* WHAT TO PRODUCE: In the listing below, find the line that contains "hex_preview(&report.data, 16)" and the line that contains "device gone, feeder". Quote both and every line between them, exactly, and nothing more.

* SOURCE MATERIAL:
//! Manager session.
//!
//! [`Manager`] owns one host session. Everything acquired through it is torn down
//! on every exit path:
//! - snapshots borrow the manager and release their device set on drop;
//! - closing (or dropping) the manager stops and joins every report delivery thread
//!   registered through it, then closes the host session exactly once.

use crate::backends::{HidHost, HostSession, ManagerOptions};
use crate::device::MatchCriteria;
use crate::error::Result;
use crate::report::RegistrationTable;
use crate::snapshot::DeviceSnapshot;
use tracing::{debug, info, warn};

/// An open HID manager session.
///
/// Closed exactly once, by [`Manager::close`] or on drop. Snapshots borrow the
/// manager, so it cannot be closed while one is still alive.
pub struct Manager {
    session: Box<dyn HostSession>,
    registrations: RegistrationTable,
    closed: bool,
}

impl Manager {
    /// Open a session on `host`.
    ///
    /// On failure nothing has been enumerated and there is nothing to close.
    pub fn open<H>(host: &H, options: &ManagerOptions) -> Result<Self>
    where
        H: HidHost + ?Sized,
    {
        let session = host.open(options).inspect_err(|e| {
            warn!(error = %e, "HID manager open failed");
        })?;
        info!(enumerate_on_open = options.enumerate_on_open, "HID manager opened");
        Ok(Self {
            session,
            registrations: RegistrationTable::default(),
            closed: false,
        })
    }

    /// Restrict enumeration. `None` or an empty list matches every device.
    pub fn set_matching(&self, criteria: Option<&[MatchCriteria]>) -> Result<()> {
        self.session.set_matching(criteria)
    }

    /// Number of devices currently matching.
    pub fn device_count(&self) -> Result<usize> {
        self.session.device_count()
    }

    /// Capture the matching devices as an ordered snapshot.
    pub fn enumerate(&self) -> Result<DeviceSnapshot<'_>> {
        let set = self.session.copy_devices()?;
        debug!(set = set.id.0, devices = set.devices.len(), "enumerated");
        // Owned from here on, so every exit path releases the set.
        let snapshot =
            DeviceSnapshot::new(&*self.session, &self.registrations, set.id, set.devices);
        let count = self.session.device_count()?;
        if count != snapshot.len() {
            warn!(
                count,
                copied = snapshot.len(),
                "device set changed during enumeration"
            );
        }
        Ok(snapshot)
    }

    /// Devices with an active report registration.
    pub fn active_registrations(&self) -> usize {
        self.registrations.active()
    }

    pub fn close(mut self) {
        self.close_inner();
    }

    fn close_inner(&mut self) {
        if !self.closed {
            self.closed = true;
            let stopped = self.registrations.stop_all();
            if stopped > 0 {
                info!(stopped, "stopped report delivery before close");
            }
            self.session.close();
            info!("HID manager closed");
        }
    }
}

impl Drop for Manager {
    fn drop(&mut self) {
        self.close_inner();
    }
}

impl std::fmt::Debug for Manager {
    fn fmt(&self, f: &mut std::fmt::Formatter<'_>) -> std::fmt::Result {
        f.debug_struct("Manager")
            .field("closed", &self.closed)
            .field("active_registrations", &self.registrations.active())
            .finish()
    }
}
//! hidtap: list HID devices and tap input reports from one of them.

use anyhow::{bail, Context, Result};
use clap::Parser;
use hidtap::{
    allocate_report_buffer, find_device, subscribe, Config, HidHost, Manager, SimDevice,
    SimulatedHost,
};
use std::path::PathBuf;
use std::thread;
use std::time::{Duration, Instant};
use tracing::{debug, info, warn};

#[derive(Parser)]
#[command(name = "hidtap")]
#[command(about = "Enumerate HID devices and print input reports from a target controller")]
struct Cli {
    /// TOML config file
    #[arg(short, long)]
    config: Option<PathBuf>,

    /// Target vendor id (decimal or 0x-prefixed hex)
    #[arg(long, value_parser = parse_id)]
    vendor: Option<u16>,

    /// Target product id (decimal or 0x-prefixed hex)
    #[arg(long, value_parser = parse_id)]
    product: Option<u16>,

    /// How long to print reports for
    #[arg(long, default_value_t = 5)]
    listen_secs: u64,

    /// Print the device list as JSON
    #[arg(long)]
    json: bool,

    /// Use a simulated host with a Dualshock4 producing reports
    #[arg(long)]
    simulate: bool,

    /// Log level (error, warn, info, debug, trace)
    #[arg(long, default_value = "info")]
    log_level: String,
}

fn parse_id(s: &str) -> std::result::Result<u16, String> {
    let parsed = match s.strip_prefix("0x").or_else(|| s.strip_prefix("0X")) {
        Some(hex) => u16::from_str_radix(hex, 16),
        None => s.parse(),
    };
    parsed.map_err(|e| format!("invalid id {s:?}: {e}"))
}

fn main() -> Result<()> {
    let cli = Cli::parse();

    let filter = tracing_subscriber::EnvFilter::try_from_default_env()
        .unwrap_or_else(|_| tracing_subscriber::EnvFilter::new(&cli.log_level));
    tracing_subscriber::fmt()
        .with_env_filter(filter)
        .with_target(false)
        .init();

    let mut config = match &cli.config {
        Some(path) => {
            info!("Loading config from {:?}", path);
            Config::load(path).with_context(|| format!("loading {}", path.display()))?
        }
        None => Config::default(),
    };
    if let Some(vendor) = cli.vendor {
        config.target.vendor_id = vendor;
    }
    if let Some(product) = cli.product {
        config.target.product_id = product;
    }

    if cli.simulate {
        let host = simulated_host();
        run(&host, Some(&host), &cli, &config)
    } else {
        run(native_host()?, None, &cli, &config)
    }
}

#[cfg(feature = "hid")]
fn native_host() -> Result<&'static dyn HidHost> {
    Ok(&hidtap::HidApiHost)
}

#[cfg(not(feature = "hid"))]
fn native_host() -> Result<&'static dyn HidHost> {
    bail!("built without the `hid` feature; use --simulate")
}

fn simulated_host() -> SimulatedHost {
    let host = SimulatedHost::new();
    host.attach(
        SimDevice::new(0x05AC, 0x0250)
            .manufacturer("Apple Inc.")
            .product("Aluminium Keyboard")
            .usage(0x01, 0x06),
    );
    host.attach(SimDevice::dualshock4());
    host.attach(
        SimDevice::new(0x046D, 0xC077)
            .manufacturer("Logitech")
            .product("USB Optical Mouse")
            .usage(0x01, 0x02),
    );
    host
}

fn run(host: &dyn HidHost, sim: Option<&SimulatedHost>, cli: &Cli, config: &Config) -> Result<()> {
    let (vendor, product) = (config.target.vendor_id, config.target.product_id);

    let manager = Manager::open(host, &config.manager_options()).context("opening HID manager")?;
    manager.set_matching(config.matching())?;
    let devices = manager.enumerate()?;

    let metadata = devices.metadata();
    if cli.json {
        println!("{}", serde_json::to_string_pretty(&metadata)?);
    } else {
        println!("{} device(s)", metadata.len());
        for meta in &metadata {
            println!("  {meta}");
        }
    }

    let Some(target) = find_device(&devices, vendor, product) else {
        info!("No device with vendor 0x{vendor:04X} product 0x{product:04X} attached");
        devices.release();
        manager.close();
        return Ok(());
    };
    info!(
        "Found {} at index {}",
        target.product().as_deref().unwrap_or("device"),
        target.index()
    );

    let buffer = allocate_report_buffer(config.reports.buffer_size)?;
    let Some(subscription) = subscribe(Some(target), &buffer, &config.report_settings())? else {
        bail!("report registration was not armed");
    };

    let listen = Duration::from_secs(cli.listen_secs);
    let feeder = match sim {
        Some(sim) => Some(spawn_feeder(sim, target.id(), listen)?),
        None => None,
    };

    let deadline = Instant::now() + listen;
    let mut received = 0u64;
    while let Some(remaining) = deadline.checked_duration_since(Instant::now()) {
        if let Some(report) = subscription.recv_timeout(remaining.min(Duration::from_millis(100))) {
            received += 1;
            println!(
                "#{:<6} {:>3} bytes  {}",
                report.sequence,
                report.data.len(),
                hex_preview(&report.data, 16)
            );
        }
    }

    let dropped = subscription.dropped();
    subscription.unregister();
    if dropped > 0 {
        warn!(dropped, "reports dropped while printing");
    }
    info!(received, last_sequence = buffer.sequence(), "Listening finished");

    if let Some(feeder) = feeder {
        if feeder.join().is_err() {
            warn!("report feeder panicked");
        }
    }

    devices.release();
    manager.close();
    Ok(())
}

/// Push Dualshock4-shaped reports (id 0x01, sticks centered, counter in byte 7) at 250 Hz.
fn spawn_feeder(
    sim: &SimulatedHost,
    device: hidtap::DeviceRef,
    duration: Duration,
) -> Result<thread::JoinHandle<()>> {
    let injector = sim
        .injector(device)
        .context("simulated target has no report queue")?;
    let handle = thread::Builder::new()
        .name("hidtap-feeder".into())
        .spawn(move || {
            let deadline = Instant::now() + duration;
            let mut counter: u8 = 0;
            while Instant::now() < deadline {
                let mut report = [0u8; 64];
                report[0] = 0x01;
                report[1..5].copy_from_slice(&[0x80, 0x80, 0x80, 0x80]);
                report[5] = 0x08;
                report[7] = counter << 2;
                if !injector.send(&report) {
                    debug!("simulated device gone, feeder stopping");
                    break;
                }
                counter = counter.wrapping_add(1);
                thread::sleep(Duration::from_millis(4));
            }
        })?;
    Ok(handle)
}

fn hex_preview(data: &[u8], max: usize) -> String {
    let mut out: Vec<String> = data.iter().take(max).map(|b| format!("{b:02X}")).collect();
    if data.len() > max {
        out.push("..".into());
    }
    out.join(" ")
}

* ANSWER SECTION:
                hex_preview(&report.data, 16)
            );
        }
    }

    let dropped = subscription.dropped();
    subscription.unregister();
    if dropped > 0 {
        warn!(dropped, "reports dropped while printing");
    }
    info!(received, last_sequence = buffer.sequence(), "Listening finished");

    if let Some(feeder) = feeder {
        if feeder.join().is_err() {
            warn!("report feeder panicked");
        }
    }

    devices.release();
    manager.close();
    Ok(())
}

/// Push Dualshock4-shaped reports (id 0x01, sticks centered, counter in byte 7) at 250 Hz.
fn spawn_feeder(
    sim: &SimulatedHost,
    device: hidtap::DeviceRef,
    duration: Duration,
) -> Result<thread::JoinHandle<()>> {
    let injector = sim
        .injector(device)
        .context("simulated target has no report queue")?;
    let handle = thread::Builder::new()
        .name("hidtap-feeder".into())
        .spawn(move || {
            let deadline = Instant::now() + duration;
            let mut counter: u8 = 0;
            while Instant::now() < deadline {
                let mut report = [0u8; 64];
                report[0] = 0x01;
                report[1..5].copy_from_slice(&[0x80, 0x80, 0x80, 0x80]);
                report[5] = 0x08;
                report[7] = counter << 2;
                if !injector.send(&report) {
                    debug!("simulated device gone, feeder stopping");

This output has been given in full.